Promethazine and metoclopramide both treat nausea, but one can cause a terrifying involuntary movement disorder — and the age group most at risk may surprise you.

Core Concept

Promethazine is a first-generation antihistamine (H1 blocker) and phenothiazine that suppresses the chemoreceptor trigger zone (CTZ) and vestibular system. It carries strong anticholinergic and sedating effects. It is contraindicated in children under 2 years due to risk of fatal respiratory depression. IV promethazine can cause severe tissue necrosis — the preferred route is deep IM; if given IV, it must be diluted and administered slowly through a large-bore, free-flowing IV line. Metoclopramide is a dopamine (D2) antagonist that blocks the CTZ and also increases upper GI motility (prokinetic effect), making it uniquely useful for gastroparesis and GERD in addition to nausea. Its dopamine-blocking action creates a significant risk: extrapyramidal symptoms (EPS) — acute dystonia, tardive dyskinesia — especially in young adults and with prolonged use. The FDA black box warning limits use to no more than 12 weeks due to tardive dyskinesia risk.

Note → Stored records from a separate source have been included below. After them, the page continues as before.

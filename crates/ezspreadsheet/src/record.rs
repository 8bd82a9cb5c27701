//! Record types, the traits records implement, and the `store` argument type.

use std::any::TypeId;
use std::fmt;
use std::sync::Arc;

use ezspreadsheet_common::{CellValue, Value};

use crate::error::{DecodeError, SchemaError};
use crate::generic::GenericRecord;
use crate::schema::{self, Declaration, RecordShape};

/// Anything that can be written as one row.
///
/// Object safe so a single `store` call can accept mixed arguments; the
/// session checks [`Instance::matches`] before reading any value.
pub trait Instance {
    fn type_name(&self) -> &str;

    /// Is `self` an instance of `ty`?
    fn matches(&self, ty: &RecordType) -> bool;

    /// Attribute values in declaration order.
    fn values(&self) -> Vec<Value>;
}

/// A record that can also be rebuilt from a stored row.
///
/// Usually derived:
///
/// ```
/// use ezspreadsheet::Record;
///
/// #[derive(Record)]
/// struct Animal {
///     name: String,
///     conservation_status: String,
/// }
/// ```
pub trait Record: Instance + Sized + 'static {
    /// Static schema, or `None` for records whose shape is only known at runtime.
    fn declaration() -> Option<Declaration>;

    /// Build a record from decoded values laid out as `ty.shape()`.
    fn construct(ty: &RecordType, values: Vec<Value>) -> Result<Self, DecodeError>;
}

/// A record type: a name, its shape and, for declared types, the Rust type
/// it stands for.
///
/// This is what `load` hands back as the constructor for the loaded records.
#[derive(Clone, Debug, PartialEq, Eq)]
pub struct RecordType {
    name: Arc<str>,
    shape: RecordShape,
    type_id: Option<TypeId>,
}

impl RecordType {
    /// The record type of a declared Rust type.
    pub fn of<R: Record>() -> Result<Self, SchemaError> {
        let declaration = R::declaration()
            .ok_or_else(|| SchemaError::Undeclared(std::any::type_name::<R>().to_string()))?;
        let shape = schema::extract::<R>()?;
        Ok(Self {
            name: Arc::from(declaration.name),
            shape,
            type_id: Some(TypeId::of::<R>()),
        })
    }

    /// A type with no Rust counterpart; its instances are [`GenericRecord`]s.
    pub fn generic(name: impl Into<String>, shape: RecordShape) -> Self {
        Self {
            name: Arc::from(name.into()),
            shape,
            type_id: None,
        }
    }

    /// Generic type named `name` whose attributes come from a stored header row.
    pub fn from_header(name: impl Into<String>, header: &[CellValue]) -> Result<Self, SchemaError> {
        Ok(Self::generic(name, RecordShape::from_header(header)?))
    }

    pub fn name(&self) -> &str {
        &self.name
    }

    pub fn shape(&self) -> &RecordShape {
        &self.shape
    }

    pub fn is_generic(&self) -> bool {
        self.type_id.is_none()
    }

    /// Does this type stand for the Rust type `T`?
    pub fn is<T: 'static>(&self) -> bool {
        self.type_id == Some(TypeId::of::<T>())
    }

    pub(crate) fn with_shape(&self, shape: RecordShape) -> Self {
        Self {
            name: Arc::clone(&self.name),
            shape,
            type_id: self.type_id,
        }
    }

    /// Construct a generic instance, like calling a named-tuple constructor.
    pub fn make(&self, values: Vec<Value>) -> Result<GenericRecord, DecodeError> {
        GenericRecord::construct(self, values)
    }
}

impl fmt::Display for RecordType {
    fn fmt(&self, f: &mut fmt::Formatter<'_>) -> fmt::Result {
        write!(f, "{}(", self.name)?;
        for (i, name) in self.shape.names().enumerate() {
            if i > 0 {
                f.write_str(", ")?;
            }
            f.write_str(name)?;
        }
        f.write_str(")")
    }
}

/// One `store` argument: a single instance or a collection expanded element-wise.
pub enum Storable<'a> {
    One(&'a dyn Instance),
    Many(Box<dyn Iterator<Item = &'a dyn Instance> + 'a>),
}

impl<'a> Storable<'a> {
    /// Expand any iterator of instances.
    pub fn many<T, I>(items: I) -> Self
    where
        T: Instance + 'a,
        I: IntoIterator<Item = &'a T>,
        I::IntoIter: 'a,
    {
        Storable::Many(Box::new(
            items.into_iter().map(|item| item as &'a dyn Instance),
        ))
    }
}

impl<'a> IntoIterator for Storable<'a> {
    type Item = &'a dyn Instance;
    type IntoIter = Box<dyn Iterator<Item = &'a dyn Instance> + 'a>;

    fn into_iter(self) -> Self::IntoIter {
        match self {
            Storable::One(item) => Box::new(std::iter::once(item)),
            Storable::Many(items) => items,
        }
    }
}

impl<'a, T: Instance> From<&'a T> for Storable<'a> {
    fn from(item: &'a T) -> Self {
        Storable::One(item)
    }
}

impl<'a, T: Instance> From<&'a [T]> for Storable<'a> {
    fn from(items: &'a [T]) -> Self {
        Storable::many(items)
    }
}

impl<'a, T: Instance> From<&'a Vec<T>> for Storable<'a> {
    fn from(items: &'a Vec<T>) -> Self {
        Storable::many(items)
    }
}

impl<'a, T: Instance, const N: usize> From<&'a [T; N]> for Storable<'a> {
    fn from(items: &'a [T; N]) -> Self {
        Storable::many(items)
    }
}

Diphenhydramine (Benadryl) IV is the rescue treatment for acute EPS. Both drugs cause significant sedation and should not be combined with CNS depressants or alcohol.

Watch Out For

Don't confuse metoclopramide's prokinetic action with a simple antiemetic — it increases gastric motility, while promethazine does not. Students mix up promethazine (phenothiazine/antihistamine) with ondansetron (5-HT3 blocker); promethazine causes heavy sedation and anticholinergic effects, ondansetron does not. EPS risk belongs primarily to metoclopramide (dopamine blocker) due to its strong D2 antagonism — it carries the FDA black box warning for tardive dyskinesia. Promethazine, as a phenothiazine, has a lower but real EPS risk; however, metoclopramide's EPS risk is the high-yield NCLEX concern.

Clinical Pearl

Metoclopramide moves the gut AND blocks dopamine — think 'Metoclo-MOVES and Metoclo-SHAKES.' The moving is therapeutic; the shaking (EPS) is the danger.